Baby did something unexpected the other day. And mummy is still trying to compose herself after the experience.
I left Diana on her play gym, on her back, and went to make myself a cup of coffee. I don't like leaving her at all but I have gotten past the crazy/borderline-psychosis point of trying to take her into the bathroom with me (like I wanted to in the early days) and have now accepted that if I want to resemble a human at all, I need to occasionally let the kid be.
So I dump her on a flat surface with a toy, close the door for a minute (don't want Bolshy bounding in!) and frantically take my two-minute shower/tear open a packet of ravioli/throw in a load of laundry, before running back to check that she's ok.
Baby D is content to kick away while lying on her back, but I have a tendency to be overly paranoid, so the episode usually ends with me huffing and puffing from running up the stairs, while Diana is calmly playing where I've left her.
Until this particular day. When I came back, coffee in hand, Diana was on her belly. She had rolled herself upright, all on her own!
This might not sound like a big deal, but trust me, it's huge. I'm sure it's a significant developmental step (that, as her overly enthusiastic mother, I am far too impressed by), but that's not the only reason this has so vastly impacted my life. Baby D's been on a suicide mission ever since.

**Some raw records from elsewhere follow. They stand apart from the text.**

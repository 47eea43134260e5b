mod backoff;
mod config;
mod copilot;
mod gateway;
mod llm;
mod sandbox;

use std::path::Path;

use anyhow::{bail, Context, Result};
use serde::Serialize;
use tokio::io::AsyncReadExt;
use tracing::{info, warn};
use tracing_subscriber::EnvFilter;

use crate::config::Config;
use crate::copilot::Copilot;
use crate::gateway::{Admission, AdmissionResponse, Gateway, GatewayError, ValidationPolicy, Verdict};
use crate::sandbox::Executor;

const DEFAULT_CONFIG_PATH: &str = "config/copilot.toml";

fn print_help() {
    println!(
        "\
cad-copilot v{}

Turns natural-language requests into CAD models. Every generated script
passes a static validator and runs in a separate interpreter process
with a deadline before its artifact is returned.

USAGE:
    cad-copilot [OPTIONS] <COMMAND> [ARGS]

COMMANDS:
    check <SCRIPT>                  Validate a script without running it
    run <SCRIPT>                    Validate and execute a script
    generate <PROMPT>...            Generate a model from a description
    refine <SCRIPT> <INSTRUCTION>...
                                    Modify a previous script
    status                          Report LLM, interpreter and output dir health
    sweep                           Delete expired files from the output dir

    SCRIPT may be `-` to read from standard input.

OPTIONS:
    -c, --config <PATH>    TOML configuration file [default: {DEFAULT_CONFIG_PATH}]
    -h, --help             Print this help message and exit
    -V, --version          Print version and exit

ENVIRONMENT VARIABLES:
    Variables are referenced in the config file via ${{VAR_NAME}} syntax.

    RUST_LOG    Log level filter for tracing, overrides `log_level`
                (e.g. debug, cad_copilot=debug,warn)

EXAMPLES:
    cad-copilot generate a 20mm cube with a 5mm hole
    cad-copilot check model.py
    cad-copilot -c /etc/cad-copilot.toml status",
        env!("CARGO_PKG_VERSION"),
    );
}

enum Command {
    Check(String),
    Run(String),
    Generate(String),
    Refine { script: String, instruction: String },
    Status,
    Sweep,
}

struct Args {
    config_path: Option<String>,
    command: Command,
}

fn parse_args(args: impl IntoIterator<Item = String>) -> Result<Args> {
    let mut config_path = None;
    let mut positional = Vec::new();

    let mut args = args.into_iter();
    while let Some(arg) = args.next() {
        match arg.as_str() {
            "--version" | "-V" => {
                println!("cad-copilot v{}", env!("CARGO_PKG_VERSION"));
                std::process::exit(0);
            }
            "--help" | "-h" => {
                print_help();
                std::process::exit(0);
            }
            "--config" | "-c" => {
                config_path = Some(args.next().context("--config needs a path")?);
            }
            _ => positional.push(arg),
        }
    }

    let mut positional = positional.into_iter();
    let name = positional
        .next()
        .context("missing command (see --help)")?;
    let rest: Vec<String> = positional.collect();

    let command = match (name.as_str(), rest.as_slice()) {
        ("check", [script]) => Command::Check(script.clone()),
        ("run", [script]) => Command::Run(script.clone()),
        ("generate", words) if !words.is_empty() => Command::Generate(words.join(" ")),
        ("refine", [script, words @ ..]) if !words.is_empty() => Command::Refine {
            script: script.clone(),
            instruction: words.join(" "),
        },
        ("status", []) => Command::Status,
        ("sweep", []) => Command::Sweep,
        _ => bail!("invalid command line for `{name}` (see --help)"),
    };

    Ok(Args {
        config_path,
        command,
    })
}

fn load_config(path: Option<&str>) -> Result<Config> {
    match path {
        Some(path) => Config::load(path),
        None if Path::new(DEFAULT_CONFIG_PATH).exists() => Config::load(DEFAULT_CONFIG_PATH),
        None => Ok(Config::default()),
    }
}

async fn read_script(source: &str) -> Result<String> {
    if source == "-" {
        let mut script = String::new();
        tokio::io::stdin()
            .read_to_string(&mut script)
            .await
            .context("Cannot read script from stdin")?;
        return Ok(script);
    }
    tokio::fs::read_to_string(source)
        .await
        .with_context(|| format!("Cannot read script {source}"))
}

fn print_json<T: Serialize>(value: &T) -> Result<()> {
    println!("{}", serde_json::to_string_pretty(value)?);
    Ok(())
}

/// Prints the outcome and returns whether it was a success.
fn report<T: Serialize, E: Serialize>(outcome: Result<T, E>) -> Result<bool> {
    match outcome {
        Ok(value) => print_json(&value).map(|_| true),
        Err(error) => print_json(&error).map(|_| false),
    }
}

/// The JSON carries the public artifact URL; the local file goes to the log.
fn admission_response(admission: &Admission) -> AdmissionResponse {
    info!("Artifact written to {}", admission.artifact_path.display());
    admission.to_response()
}

#[derive(Serialize)]
struct CheckResponse<'a> {
    status: &'static str,
    code: &'a str,
    synthesized_binding: bool,
    observations: &'a gateway::Observations,
}

#[tokio::main]
async fn main() -> Result<()> {
    let args = parse_args(std::env::args().skip(1))?;
    let config = load_config(args.config_path.as_deref())?;

    // Logs go to stderr; stdout carries the JSON result
    tracing_subscriber::fmt()
        .with_writer(std::io::stderr)
        .with_env_filter(EnvFilter::try_from_default_env().unwrap_or_else(|_| {
            EnvFilter::new(format!("cad_copilot={}", config.log_level.as_str()))
        }))
        .init();

    match &args.config_path {
        Some(path) => info!("Loaded configuration from {path}"),
        None if Path::new(DEFAULT_CONFIG_PATH).exists() => {
            info!("Loaded configuration from {DEFAULT_CONFIG_PATH}")
        }
        None => warn!("No {DEFAULT_CONFIG_PATH} found, using defaults"),
    }

    tokio::fs::create_dir_all(&config.cad.output_dir)
        .await
        .with_context(|| {
            format!(
                "Cannot create output directory {}",
                config.cad.output_dir.display()
            )
        })?;

    let policy = ValidationPolicy::from_config(&config.policy)?;
    let executor = Executor::new(&config.cad);
    info!(
        "Interpreter: {}, deadline {}s, output dir {}",
        executor
            .executable()
            .map(|p| p.display().to_string())
            .unwrap_or_else(|| "<unset>".to_string()),
        executor.deadline().as_secs(),
        executor.output_dir().display()
    );
    let gateway = Gateway::new(policy, executor);

    let succeeded = match args.command {
        Command::Check(source) => {
            let script = read_script(&source).await?;
            match gateway.check(&script) {
                Verdict::Accepted(source) => {
                    print_json(&CheckResponse {
                        status: "accepted",
                        code: source.as_str(),
                        synthesized_binding: source.synthesized_binding(),
                        observations: source.observations(),
                    })?;
                    true
                }
                Verdict::Rejected(rejection) => {
                    print_json(&GatewayError::from(rejection).to_response())?;
                    false
                }
            }
        }
        Command::Run(source) => {
            let script = read_script(&source).await?;
            let outcome = gateway.admit(&script).await;
            report(
                outcome
                    .as_ref()
                    .map(admission_response)
                    .map_err(|e| e.to_response()),
            )?
        }
        Command::Generate(prompt) => {
            let copilot = Copilot::new(llm::from_config(&config.llm)?, gateway);
            let outcome = copilot.generate(&prompt).await;
            report(
                outcome
                    .as_ref()
                    .map(admission_response)
                    .map_err(|e| e.to_response()),
            )?
        }
        Command::Refine {
            script,
            instruction,
        } => {
            let previous = read_script(&script).await?;
            let copilot = Copilot::new(llm::from_config(&config.llm)?, gateway);
            let outcome = copilot.refine(&previous, &instruction).await;
            report(
                outcome
                    .as_ref()
                    .map(admission_response)
                    .map_err(|e| e.to_response()),
            )?
        }
        Command::Status => {
            let copilot = Copilot::new(llm::from_config(&config.llm)?, gateway);
            let status = copilot.status().await;
            print_json(&status)?;
            status.status == "ok"
        }
        Command::Sweep => {
            let executor = gateway.executor();
            let swept = sandbox::sweeper::sweep(executor.output_dir(), executor.retention()).await;
            print_json(&swept)?;
            swept.failed == 0
        }
    };

    if !succeeded {
        std::process::exit(1);
    }
    Ok(())
}
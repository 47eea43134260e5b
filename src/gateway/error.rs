//! Typed rejection taxonomy for the code-admission gateway.
//!
//! Validation-stage rejections describe the generated code and are safe
//! to show to the caller verbatim. Execution-stage failures carry the
//! captured worker diagnostics, already scrubbed of host paths.

use std::fmt;

use serde::Serialize;

use crate::sandbox::{ExecutionFailure, SandboxError};

/// Why the static validator refused a candidate.
#[derive(Debug, Clone, Copy, PartialEq, Eq, Serialize)]
#[serde(rename_all = "snake_case")]
pub enum RejectionKind {
    Empty,
    TooLong,
    SyntaxInvalid,
    SecurityViolation,
    SuspiciousNullAssignment,
}

/// A validation-stage rejection: the kind plus a diagnostic detail.
#[derive(Debug, Clone, PartialEq, Eq)]
pub struct Rejection {
    pub kind: RejectionKind,
    pub detail: String,
}

impl Rejection {
    pub fn new(kind: RejectionKind, detail: impl Into<String>) -> Self {
        Self {
            kind,
            detail: detail.into(),
        }
    }
}

impl fmt::Display for Rejection {
    fn fmt(&self, f: &mut fmt::Formatter<'_>) -> fmt::Result {
        let message = match self.kind {
            RejectionKind::Empty => "Generated script is empty",
            RejectionKind::TooLong => "Script exceeds the maximum allowed length",
            RejectionKind::SyntaxInvalid => "Generated script contains syntax errors",
            RejectionKind::SecurityViolation => "Security violation detected in script",
            RejectionKind::SuspiciousNullAssignment => {
                "Script appears to assign None to a shape variable"
            }
        };
        f.write_str(message)
    }
}

/// Every way the gateway can refuse to hand back an artifact.
#[derive(Debug, Clone, PartialEq, Eq, thiserror::Error)]
pub enum GatewayError {
    #[error("{0}")]
    Rejected(Rejection),

    #[error("CAD executable is not configured or not found: {0}")]
    Configuration(String),

    #[error("Script execution exceeded the {secs}s deadline")]
    TimedOut { secs: u64 },

    #[error("CAD script execution failed")]
    ProcessFailed(String),

    #[error("Execution succeeded, but no artifact was generated")]
    ArtifactMissing { binding: String },

    #[error("artifact too small to be valid")]
    ArtifactTooSmall { size: u64, min: u64 },

    #[error("Scratch file I/O failed: {0}")]
    Io(String),
}

impl GatewayError {
    /// Maps an execution-stage failure, naming the terminal binding in
    /// the missing-artifact case.
    pub fn from_failure(failure: ExecutionFailure, binding: &str) -> Self {
        match failure {
            ExecutionFailure::ProcessFailed(detail) => GatewayError::ProcessFailed(detail),
            ExecutionFailure::ArtifactMissing => GatewayError::ArtifactMissing {
                binding: binding.to_string(),
            },
            ExecutionFailure::ArtifactTooSmall { size, min } => {
                GatewayError::ArtifactTooSmall { size, min }
            }
        }
    }

    /// True for rejections produced before any execution was attempted.
    pub fn is_validation(&self) -> bool {
        matches!(self, GatewayError::Rejected(_))
    }

    /// Stable machine-readable code.
    pub fn code(&self) -> &'static str {
        match self {
            GatewayError::Rejected(_) => "ERR_VALIDATION",
            GatewayError::Configuration(_) => "ERR_CONFIG",
            GatewayError::TimedOut { .. } => "ERR_TIMEOUT",
            GatewayError::ProcessFailed(_)
            | GatewayError::ArtifactMissing { .. }
            | GatewayError::ArtifactTooSmall { .. }
            | GatewayError::Io(_) => "ERR_EXECUTION",
        }
    }

    pub fn error_type(&self) -> &'static str {
        match self {
            GatewayError::Rejected(_) => "validation_error",
            GatewayError::Configuration(_) => "configuration_error",
            GatewayError::TimedOut { .. } => "timeout",
            _ => "execution_error",
        }
    }

    /// Status hint for a transport layer (HTTP semantics).
    pub fn status_code(&self) -> u16 {
        match self {
            GatewayError::Rejected(_) => 400,
            GatewayError::TimedOut { .. } => 408,
            _ => 500,
        }
    }

    /// Finer-grained kind name, e.g. `security_violation` or `artifact_too_small`.
    pub fn kind(&self) -> &'static str {
        match self {
            GatewayError::Rejected(r) => match r.kind {
                RejectionKind::Empty => "empty",
                RejectionKind::TooLong => "too_long",
                RejectionKind::SyntaxInvalid => "syntax_invalid",
                RejectionKind::SecurityViolation => "security_violation",
                RejectionKind::SuspiciousNullAssignment => "suspicious_null_assignment",
            },
            GatewayError::Configuration(_) => "configuration_error",
            GatewayError::TimedOut { .. } => "timed_out",
            GatewayError::ProcessFailed(_) => "process_failed",
            GatewayError::ArtifactMissing { .. } => "artifact_missing",
            GatewayError::ArtifactTooSmall { .. } => "artifact_too_small",
            GatewayError::Io(_) => "io",
        }
    }

    pub fn details(&self) -> Option<String> {
        match self {
            GatewayError::Rejected(r) if r.detail.is_empty() => None,
            GatewayError::Rejected(r) => Some(r.detail.clone()),
            GatewayError::ProcessFailed(detail) => Some(detail.clone()),
            GatewayError::ArtifactMissing { binding } => Some(format!(
                "Ensure '{binding}' exists and holds a shape; it was never materialized."
            )),
            GatewayError::ArtifactTooSmall { size, min } => {
                Some(format!("Artifact is {size} bytes (minimum {min})"))
            }
            GatewayError::Configuration(_) | GatewayError::TimedOut { .. } | GatewayError::Io(_) => {
                None
            }
        }
    }

    /// Structured, serialisable view of this error.
    pub fn to_response(&self) -> ErrorResponse {
        ErrorResponse {
            status: "error",
            http_status: self.status_code(),
            code: self.code(),
            error: ErrorDetail {
                error_type: self.error_type(),
                kind: self.kind(),
                message: self.to_string(),
                details: self.details(),
            },
        }
    }
}

impl From<Rejection> for GatewayError {
    fn from(rejection: Rejection) -> Self {
        GatewayError::Rejected(rejection)
    }
}

impl From<SandboxError> for GatewayError {
    fn from(err: SandboxError) -> Self {
        match err {
            SandboxError::Configuration(msg) | SandboxError::Spawn(msg) => {
                GatewayError::Configuration(msg)
            }
            SandboxError::Io(msg) => GatewayError::Io(msg),
        }
    }
}

#[derive(Debug, Serialize)]
pub struct ErrorResponse {
    pub status: &'static str,
    pub http_status: u16,
    pub code: &'static str,
    pub error: ErrorDetail,
}

#[derive(Debug, Serialize)]
pub struct ErrorDetail {
    #[serde(rename = "type")]
    pub error_type: &'static str,
    pub kind: &'static str,
    pub message: String,
    #[serde(skip_serializing_if = "Option::is_none")]
    pub details: Option<String>,
}

#[cfg(test)]
mod tests {
    use super::*;

    #[test]
    fn test_validation_errors_map_to_400() {
        let err: GatewayError =
            Rejection::new(RejectionKind::SecurityViolation, "Banned import detected: os").into();
        assert!(err.is_validation());
        assert_eq!(err.code(), "ERR_VALIDATION");
        assert_eq!(err.status_code(), 400);
        assert_eq!(err.kind(), "security_violation");
        assert_eq!(err.to_string(), "Security violation detected in script");
    }

    #[test]
    fn test_execution_errors_are_distinguishable() {
        let timeout = GatewayError::TimedOut { secs: 30 };
        assert_eq!(timeout.code(), "ERR_TIMEOUT");
        assert_eq!(timeout.status_code(), 408);

        let failed = GatewayError::ProcessFailed("Traceback".to_string());
        let small = GatewayError::ArtifactTooSmall { size: 0, min: 100 };
        assert_eq!(failed.code(), "ERR_EXECUTION");
        assert_eq!(small.code(), "ERR_EXECUTION");
        assert_ne!(failed.kind(), small.kind());
        assert!(!small.is_validation());
    }

    #[test]
    fn test_missing_artifact_names_binding() {
        let err = GatewayError::from_failure(ExecutionFailure::ArtifactMissing, "final_shape");
        assert_eq!(err.kind(), "artifact_missing");
        assert!(err.details().unwrap().contains("final_shape"));
    }

    #[test]
    fn test_sandbox_errors_map_to_configuration() {
        let err: GatewayError = SandboxError::Configuration("<unset>".to_string()).into();
        assert_eq!(err.code(), "ERR_CONFIG");
        let err: GatewayError = SandboxError::Io("disk full".to_string()).into();
        assert_eq!(err.kind(), "io");
    }

    #[test]
    fn test_response_json_shape() {
        let err: GatewayError = Rejection::new(RejectionKind::TooLong, "Actual length: 2500").into();
        let json = serde_json::to_value(err.to_response()).unwrap();
        assert_eq!(json["status"], "error");
        assert_eq!(json["http_status"], 400);
        assert_eq!(json["code"], "ERR_VALIDATION");
        assert_eq!(json["error"]["type"], "validation_error");
        assert_eq!(json["error"]["kind"], "too_long");
        assert_eq!(json["error"]["details"], "Actual length: 2500");
    }

    #[test]
    fn test_response_carries_status_hint() {
        let timeout = serde_json::to_value(GatewayError::TimedOut { secs: 30 }.to_response()).unwrap();
        assert_eq!(timeout["http_status"], 408);
        let config = serde_json::to_value(GatewayError::Configuration("FreeCADCmd".into()).to_response())
            .unwrap();
        assert_eq!(config["http_status"], 500);
    }

    #[test]
    fn test_response_omits_empty_details() {
        let err: GatewayError = Rejection::new(RejectionKind::Empty, "").into();
        let json = serde_json::to_value(err.to_response()).unwrap();
        assert!(json["error"].get("details").is_none());
    }
}
//! Static validator for generated CAD scripts.
//!
//! The candidate is parsed into a Python syntax tree with tree-sitter and
//! walked once against the [`ValidationPolicy`]. Every violation found is
//! collected before a verdict is produced, so one rejection carries the
//! complete list. No I/O happens here.

use std::fmt;

use serde::Serialize;
use tracing::{debug, info, warn};
use tree_sitter::{Node, Parser, Tree};

use super::error::{Rejection, RejectionKind};
use super::policy::ValidationPolicy;

/// Longest snippet quoted back in a syntax error detail.
const SNIPPET_CHARS: usize = 40;

/// Statement forms the grammar still accepts but Python 3 does not.
const PYTHON2_STATEMENTS: &[(&str, &str)] =
    &[("print_statement", "print"), ("exec_statement", "exec")];

/// A source that passed validation. Only the validator constructs it,
/// so holding one proves the verdict was `Accepted`.
#[derive(Debug, Clone, PartialEq, Eq)]
pub struct NormalizedSource {
    code: String,
    binding: String,
    synthesized_binding: bool,
    observations: Observations,
}

impl NormalizedSource {
    pub fn as_str(&self) -> &str {
        &self.code
    }

    /// Name of the terminal binding the executor should export.
    pub fn binding(&self) -> &str {
        &self.binding
    }

    /// True when the binding was appended because the script lacked it.
    pub fn synthesized_binding(&self) -> bool {
        self.synthesized_binding
    }

    pub fn observations(&self) -> &Observations {
        &self.observations
    }
}

/// Findings that do not reject under the current policy but are kept
/// with the accepted source.
#[derive(Debug, Clone, Default, PartialEq, Eq, Serialize)]
pub struct Observations {
    /// Export calls the generator made itself (e.g. `exportStl`).
    pub self_export_calls: Vec<String>,
    /// 1-indexed lines holding string literals that look like host paths.
    pub absolute_path_literals: Vec<usize>,
}

impl Observations {
    pub fn self_export_detected(&self) -> bool {
        !self.self_export_calls.is_empty()
    }
}

#[derive(Debug, Clone, PartialEq, Eq)]
pub enum Verdict {
    Accepted(NormalizedSource),
    Rejected(Rejection),
}

impl Verdict {
    pub fn into_result(self) -> Result<NormalizedSource, Rejection> {
        match self {
            Verdict::Accepted(source) => Ok(source),
            Verdict::Rejected(rejection) => Err(rejection),
        }
    }
}

/// One policy breach found during the tree walk.
#[derive(Debug, Clone, PartialEq, Eq)]
pub enum Violation {
    BannedImport(String),
    BannedCall(String),
    BannedAttributeCall(String),
    SelfExport(String),
    SuspiciousNullAssignment(String),
}

impl fmt::Display for Violation {
    fn fmt(&self, f: &mut fmt::Formatter<'_>) -> fmt::Result {
        match self {
            Violation::BannedImport(module) => write!(f, "Banned import detected: {module}"),
            Violation::BannedCall(name) => write!(f, "Banned function call detected: {name}()"),
            Violation::BannedAttributeCall(name) => {
                write!(f, "Banned attribute call detected: {name}")
            }
            Violation::SelfExport(name) => {
                write!(f, "Export call detected: {name} (export is handled by the executor)")
            }
            Violation::SuspiciousNullAssignment(name) => {
                write!(f, "None assigned to shape variable: {name}")
            }
        }
    }
}
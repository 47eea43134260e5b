pub mod client;
pub mod ollama;
pub mod prompt;

pub use client::{CodeGenerator, LlmError};
pub use ollama::OllamaGenerator;
pub use prompt::{refine_system_prompt, MAX_PROMPT_CHARS, SYSTEM_PROMPT};

use crate::config::LlmConfig;

/// Builds the generator for the configured provider.
pub fn from_config(config: &LlmConfig) -> anyhow::Result<Box<dyn CodeGenerator>> {
    match config.provider.as_str() {
        "ollama" => Ok(Box::new(OllamaGenerator::new(config.clone()))),
        other => anyhow::bail!("Unsupported LLM provider: {other}"),
    }
}
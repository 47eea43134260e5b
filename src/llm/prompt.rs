//! Prompts sent to the code generator.

/// Longest natural-language request accepted from a user.
pub const MAX_PROMPT_CHARS: usize = 1000;

pub const SYSTEM_PROMPT: &str = "\
You write Python scripts for FreeCAD's headless interpreter (FreeCADCmd).
Reply with the script only: no prose and no markdown fences.

Rules:
1. The last statement assigns the finished solid to `final_shape`.
2. `final_shape` is a Part.Shape solid, never None.
3. Do not export or write files; the caller exports `final_shape` itself.
4. Do not import os, sys, subprocess or any other system module.
5. Do not use FreeCADGui or create documents; build shapes only.
6. Use every dimension from the request exactly. A diameter d means radius d / 2.
7. \"Centered\" means the shape's center of mass sits at the origin.

Start with:
import FreeCAD
import Part
from FreeCAD import Vector

Primitives:
Part.makeBox(length, width, height[, Vector(x, y, z)])
Part.makeCylinder(radius, height[, Vector(x, y, z), Vector(dx, dy, dz)])
Part.makeSphere(radius[, Vector(x, y, z)])
Part.makeCone(radius1, radius2, height)
Part.makeTorus(major_radius, minor_radius)

Booleans return a new shape:
a.fuse(b)   union
a.cut(b)    subtraction
a.common(b) intersection

Placement, applied in place:
shape.translate(Vector(x, y, z))
shape.rotate(Vector(cx, cy, cz), Vector(ax, ay, az), degrees)

Edge finishing returns a new shape:
shape.makeFillet(radius, shape.Edges)
shape.makeChamfer(size, shape.Edges)

Example, a 40x20x10 plate with a 6mm hole through its center:
import FreeCAD
import Part
from FreeCAD import Vector
plate = Part.makeBox(40, 20, 10)
hole = Part.makeCylinder(3, 10, Vector(20, 10, 0))
final_shape = plate.cut(hole)
";

/// System prompt for a refinement: the base rules plus the script to modify.
pub fn refine_system_prompt(previous_code: &str) -> String {
    format!(
        "{SYSTEM_PROMPT}\nModify the following previous script according to the new \
         instruction and return the complete updated script:\n```python\n{}\n```",
        previous_code.trim()
    )
}
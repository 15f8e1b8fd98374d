use bytes::{Buf, BytesMut};
use encoding_rs::{Decoder as CharsetDecoder, Encoding};
use std::io;
use tokio_util::codec::Decoder;

/// Re-encodes an arbitrary charset byte stream as UTF-8 for the CSV reader.
pub struct Transcoder {
    decoder: CharsetDecoder,
}

impl Transcoder {
    pub fn new(encoding: &'static Encoding) -> Self {
        Self {
            decoder: encoding.new_decoder(),
        }
    }

    fn transcode(&mut self, src: &mut BytesMut, last: bool) -> Option<BytesMut> {
        let capacity = self
            .decoder
            .max_utf8_buffer_length(src.len())
            .unwrap_or(src.len() * 3 + 16);
        let mut out = vec![0u8; capacity];

        // malformed sequences become U+FFFD; the CSV layer treats fields as opaque text
        let (_result, read, written, _replaced) = self.decoder.decode_to_utf8(&src[..], &mut out, last);

        src.advance(read);
        out.truncate(written);
        (!out.is_empty()).then(|| BytesMut::from(&out[..]))
    }
}

impl Decoder for Transcoder {
    type Item = BytesMut;
    type Error = io::Error;

    fn decode(&mut self, src: &mut BytesMut) -> Result<Option<Self::Item>, Self::Error> {
        if src.is_empty() {
            return Ok(None);
        }
        // an incomplete trailing sequence is kept inside the decoder until more bytes arrive
        Ok(self.transcode(src, false))
    }

    fn decode_eof(&mut self, buf: &mut BytesMut) -> Result<Option<Self::Item>, Self::Error> {
        let out = self.transcode(buf, true);
        buf.clear();
        Ok(out)
    }
}

#[derive(Debug, Clone, Copy, PartialEq, Eq)]
enum QuoteState {
    FieldStart,
    Unquoted,
    Quoted,
    /// A `"` inside a quoted field: either an escape or the closing quote.
    QuoteInQuoted,
}

/// Pass-through `Decoder` that enforces RFC 4180 quoting.
///
/// The CSV reader accepts a bare `"` inside an unquoted field and lets an
/// unterminated quoted field run to EOF. Both are rejected here with
/// `InvalidData`. Bytes before the offending one are still handed on, so every
/// complete record ahead of it decodes normally.
pub struct QuoteCheck {
    delimiter: u8,
    state: QuoteState,
    line: u64,
    failed: Option<String>,
    finished: bool,
}

impl QuoteCheck {
    pub fn new(delimiter: u8) -> Self {
        Self {
            delimiter,
            state: QuoteState::FieldStart,
            line: 1,
            failed: None,
            finished: false,
        }
    }

    fn step(&mut self, b: u8) -> Result<(), String> {
        use QuoteState::*;

        let d = self.delimiter;
        self.state = match (self.state, b) {
            (Quoted, b'"') => QuoteInQuoted,
            (Quoted, _) => Quoted,
            (QuoteInQuoted, b'"') => Quoted,
            (FieldStart, b'"') => Quoted,
            (Unquoted, b'"') => {
                return Err(format!("line {}: bare \" in non-quoted field", self.line))
            }
            (_, x) if x == d || x == b'\r' || x == b'\n' => FieldStart,
            (QuoteInQuoted, _) => {
                return Err(format!(
                    "line {}: extraneous or missing \" in quoted field",
                    self.line
                ))
            }
            (FieldStart | Unquoted, _) => Unquoted,
        };
        if b == b'\n' {
            self.line += 1;
        }
        Ok(())
    }
}

fn invalid(msg: String) -> io::Error {
    io::Error::new(io::ErrorKind::InvalidData, msg)
}

impl Decoder for QuoteCheck {
    type Item = BytesMut;
    type Error = io::Error;

    fn decode(&mut self, src: &mut BytesMut) -> Result<Option<Self::Item>, Self::Error> {
        if let Some(msg) = self.failed.take() {
            return Err(invalid(msg));
        }
        if src.is_empty() {
            return Ok(None);
        }
        for i in 0..src.len() {
            if let Err(msg) = self.step(src[i]) {
                if i == 0 {
                    return Err(invalid(msg));
                }
                // release the clean prefix now, fail on the next call
                self.failed = Some(msg);
                return Ok(Some(src.split_to(i)));
            }
        }
        Ok(Some(src.split()))
    }

    fn decode_eof(&mut self, buf: &mut BytesMut) -> Result<Option<Self::Item>, Self::Error> {
        if let Some(out) = self.decode(buf)? {
            return Ok(Some(out));
        }
        if !self.finished && self.state == QuoteState::Quoted {
            self.finished = true;
            return Err(invalid(format!(
                "line {}: unterminated quoted field at end of input",
                self.line
            )));
        }
        Ok(None)
    }
}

Not only is Diana now an expert back-to-belly flipper, but this newfound mobility has unleashed a somewhat rebellious streak. Seats of any kind are no longer acceptable to baby D. So she has attempted to - while secured in, I might add - hurl herself from her pram, changing table, car seat and vibrating chair (she almost succeeded with that one, despite being strapped in, so the item is now banned). In fact, the floor still feels like the safest place for her, but who knows what perils are in store?
I don't even understand how she's already mastered the roll, because literally two days beforehand, she was completely incapable of moving herself into that position. Now she is unstoppable, rolling like a pro the moment I put her down (Which makes me wonder: how is it that I am more inept than my newborn? I can't master skills after years of trying while she seemingly perfects them in a matter of days).
I am terrified to look away for a second because I have no idea what she's capable of as each day goes by. Let's be honest, neither does she. Gone are the days of me watching my baby lie there for hours; we are both in uncharted territory now. One of us is having a great time exploring and discovering new tricks... and the other is freaking out.